Most studies investigating associations between dietary intake and iron status have focused on individual nutrients (e.g., iron) and foods (e.g., meat) [7, 916] which has several limitations. People do not eat foods and nutrients alone but as meals consisting of a variety of foods and nutrients that may impact on one another [17, 18]; for example, phytic acid (e.g., from wholegrain breads and cereals) decreases absorption of nonheme iron (e.g., from vegetables) [19]. The analysis of dietary patterns can help to overcome this problem by considering the whole diet and describing how foods are consumed in combination. In recent years, empirically derived dietary patterns have been used to assess the association between dietary intake and anemia [20] and dietary intake and iron status [21, 22]. Previous investigations of the women in our study suggested that those following a “meat and vegetable” dietary pattern had a reduced risk of suboptimal iron status (defined as iron depletion, iron deficiency, or iron deficiency anaemia; SF < 20 _μ_g/L), while women following a “milk and yoghurt” dietary pattern were more likely to have suboptimal iron status [22]. These studies [2022] have been important for demonstrating the value of dietary patterns as a tool for describing the diet in investigations of iron status.

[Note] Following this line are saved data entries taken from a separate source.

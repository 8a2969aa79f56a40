use derive_more::Display;

#[derive(Copy, Clone, Debug, PartialEq, Eq, Hash, Display)]
pub enum ConversionOp {
    #[display("trunc")]
    Trunc,
    #[display("zext")]
    ZExt,
    #[display("sext")]
    SExt,
    #[display("fptrunc")]
    FPTrunc,
    #[display("fpext")]
    FPExt,
    #[display("fptoui")]
    FPToUI,
    #[display("fptosi")]
    FPToSI,
    #[display("uitofp")]
    UIToFP,
    #[display("sitofp")]
    SIToFP,
    #[display("ptrtoint")]
    PtrToInt,
    #[display("inttoptr")]
    IntToPtr,
    #[display("bitcast")]
    BitCast,
    #[display("addrspacecast")]
    AddrSpaceCast,
}
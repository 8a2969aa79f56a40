mod display;

use derive_more::IsVariant;
use primitives::FloatKind;
use source_files::Source;

#[derive(Clone, Debug)]
pub struct Type {
    pub kind: TypeKind,
    pub source: Source,
}

impl Type {
    pub fn new(kind: TypeKind, source: Source) -> Self {
        Self { kind, source }
    }

    pub fn pointer(self) -> Self {
        let source = self.source;
        TypeKind::Ptr(PtrType::new(self)).at(source)
    }
}

#[derive(Clone, Debug, IsVariant)]
pub enum TypeKind {
    Void,
    Label,
    Integer(u32),
    Float(FloatKind),
    Ptr(PtrType),
    Array(u64, Box<Type>),
    Vector(u64, Box<Type>),
    Struct(StructType),
    Func(Box<FuncType>),
    Named(String),
}

impl TypeKind {
    pub fn at(self, source: Source) -> Type {
        Type { kind: self, source }
    }
}

#[derive(Clone, Debug)]
pub struct PtrType {
    pub pointee: Box<Type>,
    pub addr_space: u32,
}

impl PtrType {
    pub fn new(pointee: Type) -> Self {
        Self {
            pointee: Box::new(pointee),
            addr_space: 0,
        }
    }
}

#[derive(Clone, Debug)]
pub struct StructType {
    pub fields: Vec<Type>,
    pub is_packed: bool,
}

#[derive(Clone, Debug)]
pub struct FuncType {
    pub return_type: Type,
    pub params: Vec<Type>,
    pub is_variadic: bool,
}

/// `%Name = type ...`, where a missing definition means `opaque`.
#[derive(Clone, Debug)]
pub struct TypeDef {
    pub name: String,
    pub def: Option<Type>,
    pub source: Source,
}
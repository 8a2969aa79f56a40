mod constant;
mod func;
mod types;
mod value;

use crate::{Module, NamedTypeDef};
pub use constant::ConstantDisplay;
use func::write_func;
use std::fmt::{Display, Write};
pub use types::TypeDisplay;
pub use value::ValueDisplay;

impl Display for Module {
    fn fmt(&self, f: &mut std::fmt::Formatter<'_>) -> std::fmt::Result {
        let mut sections = Vec::new();

        if !self.types.is_empty() {
            let mut section = String::new();

            for named in self.types.values() {
                match &named.def {
                    NamedTypeDef::Defined(def) => writeln!(
                        section,
                        "%{} = type {}",
                        named.name,
                        def.display(self)
                    )?,
                    NamedTypeDef::Opaque => writeln!(section, "%{} = type opaque", named.name)?,
                    NamedTypeDef::Placeholder => {
                        writeln!(section, "%{} = type <unresolved>", named.name)?
                    }
                }
            }

            sections.push(section);
        }

        if !self.globals.is_empty() {
            let mut section = String::new();

            for global in self.globals.values() {
                let keyword = if global.is_immutable {
                    "constant"
                } else {
                    "global"
                };

                match &global.init {
                    Some(init) => writeln!(
                        section,
                        "@{} = {} {}",
                        global.name,
                        keyword,
                        init.display_typed(self)
                    )?,
                    None => writeln!(
                        section,
                        "@{} = external {} {}",
                        global.name,
                        keyword,
                        global.content_type.display(self)
                    )?,
                }
            }

            sections.push(section);
        }

        for func in self.funcs.values() {
            let mut section = String::new();
            write_func(&mut section, self, func)?;
            sections.push(section);
        }

        write!(f, "{}", sections.join("\n"))
    }
}
#[derive(Copy, Clone, Debug, PartialEq, Eq, Hash, PartialOrd, Ord)]
pub struct SourceFileKey(pub(crate) u32);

Nondietary factors also impact on iron status. A New Zealand study of women aged 18 to 40 years found that, in addition to low consumption of animal tissue foods (meat, poultry, and fish), the nondietary factors blood donation, nose bleeds, and menstruation were all associated with mild iron deficiency (SF < 20 _μ_g/L; Hb ≥ 120 g/L) [7]. More recent studies have investigated associations between dietary patterns (rather than individual foods) and iron status, but they have not considered dietary patterns alongside the extensive range of nondietary determinants likely to influence iron status, such as blood loss, so it has been difficult to determine exactly how important dietary patterns are [2022].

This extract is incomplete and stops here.